WHAT YOU NEED TO DO
Only an exact repetition of the entries counts as an answer.

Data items
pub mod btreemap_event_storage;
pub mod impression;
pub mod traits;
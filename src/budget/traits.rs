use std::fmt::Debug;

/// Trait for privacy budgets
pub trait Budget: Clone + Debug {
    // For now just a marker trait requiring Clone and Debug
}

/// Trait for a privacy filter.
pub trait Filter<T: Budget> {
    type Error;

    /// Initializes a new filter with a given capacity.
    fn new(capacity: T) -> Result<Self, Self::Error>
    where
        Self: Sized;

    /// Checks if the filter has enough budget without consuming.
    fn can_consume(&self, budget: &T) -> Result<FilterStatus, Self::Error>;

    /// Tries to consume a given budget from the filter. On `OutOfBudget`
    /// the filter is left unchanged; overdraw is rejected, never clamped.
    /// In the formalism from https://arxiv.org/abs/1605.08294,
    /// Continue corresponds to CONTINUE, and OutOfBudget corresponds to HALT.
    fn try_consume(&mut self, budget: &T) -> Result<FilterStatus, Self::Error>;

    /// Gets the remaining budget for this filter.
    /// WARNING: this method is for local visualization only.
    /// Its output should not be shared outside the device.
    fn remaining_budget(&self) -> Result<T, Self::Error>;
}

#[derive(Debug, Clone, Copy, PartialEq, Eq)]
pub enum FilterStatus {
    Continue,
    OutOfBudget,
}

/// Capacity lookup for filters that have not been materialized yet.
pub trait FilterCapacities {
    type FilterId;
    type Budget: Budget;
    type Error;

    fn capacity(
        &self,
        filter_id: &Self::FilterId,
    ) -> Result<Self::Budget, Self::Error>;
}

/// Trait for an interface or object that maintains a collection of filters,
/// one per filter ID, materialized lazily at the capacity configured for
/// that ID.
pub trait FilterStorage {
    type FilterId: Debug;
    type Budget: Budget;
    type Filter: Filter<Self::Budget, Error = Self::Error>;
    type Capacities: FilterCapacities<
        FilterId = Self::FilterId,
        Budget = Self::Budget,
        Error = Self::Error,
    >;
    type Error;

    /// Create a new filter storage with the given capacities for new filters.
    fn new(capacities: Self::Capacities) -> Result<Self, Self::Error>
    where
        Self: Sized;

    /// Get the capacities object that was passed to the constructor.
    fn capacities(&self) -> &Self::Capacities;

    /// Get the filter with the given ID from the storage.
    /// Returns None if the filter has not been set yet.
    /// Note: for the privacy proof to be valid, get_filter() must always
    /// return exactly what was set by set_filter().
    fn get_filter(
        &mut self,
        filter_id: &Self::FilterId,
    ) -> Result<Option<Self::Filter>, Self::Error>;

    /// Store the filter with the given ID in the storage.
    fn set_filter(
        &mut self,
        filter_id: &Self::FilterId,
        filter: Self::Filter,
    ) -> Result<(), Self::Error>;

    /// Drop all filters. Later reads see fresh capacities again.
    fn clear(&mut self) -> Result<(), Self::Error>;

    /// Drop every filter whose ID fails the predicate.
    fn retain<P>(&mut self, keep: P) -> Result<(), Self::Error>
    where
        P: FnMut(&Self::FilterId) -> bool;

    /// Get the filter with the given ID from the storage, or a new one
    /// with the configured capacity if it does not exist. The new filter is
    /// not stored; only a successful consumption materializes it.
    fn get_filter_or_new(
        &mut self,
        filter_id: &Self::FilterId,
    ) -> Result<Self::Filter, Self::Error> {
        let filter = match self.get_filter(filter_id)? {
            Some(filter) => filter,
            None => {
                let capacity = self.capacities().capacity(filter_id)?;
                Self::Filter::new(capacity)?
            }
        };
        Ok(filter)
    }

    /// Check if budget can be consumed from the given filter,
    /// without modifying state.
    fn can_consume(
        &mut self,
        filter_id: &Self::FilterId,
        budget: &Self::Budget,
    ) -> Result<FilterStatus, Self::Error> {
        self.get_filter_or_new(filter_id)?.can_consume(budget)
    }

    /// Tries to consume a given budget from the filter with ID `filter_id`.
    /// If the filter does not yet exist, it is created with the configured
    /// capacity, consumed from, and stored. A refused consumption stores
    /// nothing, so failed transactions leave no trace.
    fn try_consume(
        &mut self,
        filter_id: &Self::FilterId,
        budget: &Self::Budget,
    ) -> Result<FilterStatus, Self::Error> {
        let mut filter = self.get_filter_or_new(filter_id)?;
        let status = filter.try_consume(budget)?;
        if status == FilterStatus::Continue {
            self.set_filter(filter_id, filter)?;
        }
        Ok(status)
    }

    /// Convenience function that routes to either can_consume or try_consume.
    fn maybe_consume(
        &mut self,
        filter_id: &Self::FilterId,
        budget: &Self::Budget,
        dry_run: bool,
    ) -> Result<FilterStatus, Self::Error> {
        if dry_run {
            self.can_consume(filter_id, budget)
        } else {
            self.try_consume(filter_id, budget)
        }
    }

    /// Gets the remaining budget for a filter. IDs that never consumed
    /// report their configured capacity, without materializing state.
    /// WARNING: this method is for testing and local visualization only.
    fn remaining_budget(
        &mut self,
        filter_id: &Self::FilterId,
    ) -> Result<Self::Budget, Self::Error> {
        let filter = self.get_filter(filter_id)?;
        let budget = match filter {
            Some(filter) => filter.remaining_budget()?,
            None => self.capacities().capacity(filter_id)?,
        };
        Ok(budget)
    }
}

SOLVED EXERCISE
pub mod btreemap_event_storage;
pub mod impression;
pub mod traits;
filename src/budget/traits.rs
use std::fmt::Debug;

/// Trait for privacy budgets
pub trait Budget: Clone + Debug {
    // For now just a marker trait requiring Clone and Debug
}

/// Trait for a privacy filter.
pub trait Filter<T: Budget> {
    type Error;

    /// Initializes a new filter with a given capacity.
    fn new(capacity: T) -> Result<Self, Self::Error>
    where
        Self: Sized;

    /// Checks if the filter has enough budget without consuming.
    fn can_consume(&self, budget: &T) -> Result<FilterStatus, Self::Error>;

    /// Tries to consume a given budget from the filter. On `OutOfBudget`
    /// the filter is left unchanged; overdraw is rejected, never clamped.
    /// In the formalism from https://arxiv.org/abs/1605.08294,
    /// Continue corresponds to CONTINUE, and OutOfBudget corresponds to HALT.
    fn try_consume(&mut self, budget: &T) -> Result<FilterStatus, Self::Error>;

    /// Gets the remaining budget for this filter.
    /// WARNING: this method is for local visualization only.
    /// Its output should not be shared outside the device.
    fn remaining_budget(&self) -> Result<T, Self::Error>;
}

#[derive(Debug, Clone, Copy, PartialEq, Eq)]
pub enum FilterStatus {
    Continue,
    OutOfBudget,
}

/// Capacity lookup for filters that have not been materialized yet.
pub trait FilterCapacities {
    type FilterId;
    type Budget: Budget;
    type Error;

    fn capacity(
        &self,
        filter_id: &Self::FilterId,
    ) -> Result<Self::Budget, Self::Error>;
}

/// Trait for an interface or object that maintains a collection of filters,
/// one per filter ID, materialized lazily at the capacity configured for
/// that ID.
pub trait FilterStorage {
    type FilterId: Debug;
    type Budget: Budget;
    type Filter: Filter<Self::Budget, Error = Self::Error>;
    type Capacities: FilterCapacities<
        FilterId = Self::FilterId,
        Budget = Self::Budget,
        Error = Self::Error,
    >;
    type Error;

    /// Create a new filter storage with the given capacities for new filters.
    fn new(capacities: Self::Capacities) -> Result<Self, Self::Error>
    where
        Self: Sized;

    /// Get the capacities object that was passed to the constructor.
    fn capacities(&self) -> &Self::Capacities;

    /// Get the filter with the given ID from the storage.
    /// Returns None if the filter has not been set yet.
    /// Note: for the privacy proof to be valid, get_filter() must always
    /// return exactly what was set by set_filter().
    fn get_filter(
        &mut self,
        filter_id: &Self::FilterId,
    ) -> Result<Option<Self::Filter>, Self::Error>;

    /// Store the filter with the given ID in the storage.
    fn set_filter(
        &mut self,
        filter_id: &Self::FilterId,
        filter: Self::Filter,
    ) -> Result<(), Self::Error>;

    /// Drop all filters. Later reads see fresh capacities again.
    fn clear(&mut self) -> Result<(), Self::Error>;

    /// Drop every filter whose ID fails the predicate.
    fn retain<P>(&mut self, keep: P) -> Result<(), Self::Error>
    where
        P: FnMut(&Self::FilterId) -> bool;

    /// Get the filter with the given ID from the storage, or a new one
    /// with the configured capacity if it does not exist. The new filter is
    /// not stored; only a successful consumption materializes it.
    fn get_filter_or_new(
        &mut self,
        filter_id: &Self::FilterId,
    ) -> Result<Self::Filter, Self::Error> {
        let filter = match self.get_filter(filter_id)? {
            Some(filter) => filter,
            None => {
                let capacity = self.capacities().capacity(filter_id)?;
                Self::Filter::new(capacity)?
            }
        };
        Ok(filter)
    }

    /// Check if budget can be consumed from the given filter,
    /// without modifying state.
    fn can_consume(
        &mut self,
        filter_id: &Self::FilterId,
        budget: &Self::Budget,
    ) -> Result<FilterStatus, Self::Error> {
        self.get_filter_or_new(filter_id)?.can_consume(budget)
    }

    /// Tries to consume a given budget from the filter with ID `filter_id`.
    /// If the filter does not yet exist, it is created with the configured
    /// capacity, consumed from, and stored. A refused consumption stores
    /// nothing, so failed transactions leave no trace.
    fn try_consume(
        &mut self,
        filter_id: &Self::FilterId,
        budget: &Self::Budget,
    ) -> Result<FilterStatus, Self::Error> {
        let mut filter = self.get_filter_or_new(filter_id)?;
        let status = filter.try_consume(budget)?;
        if status == FilterStatus::Continue {
            self.set_filter(filter_id, filter)?;
        }
        Ok(status)
    }

    /// Convenience function that routes to either can_consume or try_consume.
    fn maybe_consume(
        &mut self,
        filter_id: &Self::FilterId,
        budget: &Self::Budget,
        dry_run: bool,
    ) -> Result<FilterStatus, Self::Error> {
        if dry_run {
            self.can_consume(filter_id, budget)
        } else {
            self.try_consume(filter_id, budget)
        }
    }

    /// Gets the remaining budget for a filter. IDs that never consumed
    /// report their configured capacity, without materializing state.
    /// WARNING: this method is for testing and local visualization only.
    fn remaining_budget(
        &mut self,
        filter_id: &Self::FilterId,
    ) -> Result<Self::Budget, Self::Error> {
        let filter = self.get_filter(filter_id)?;
        let budget = match filter {
            Some(filter) => filter.remaining_budget()?,
            None => self.capacities().capacity(filter_id)?,
        };
        Ok(budget)
    }
}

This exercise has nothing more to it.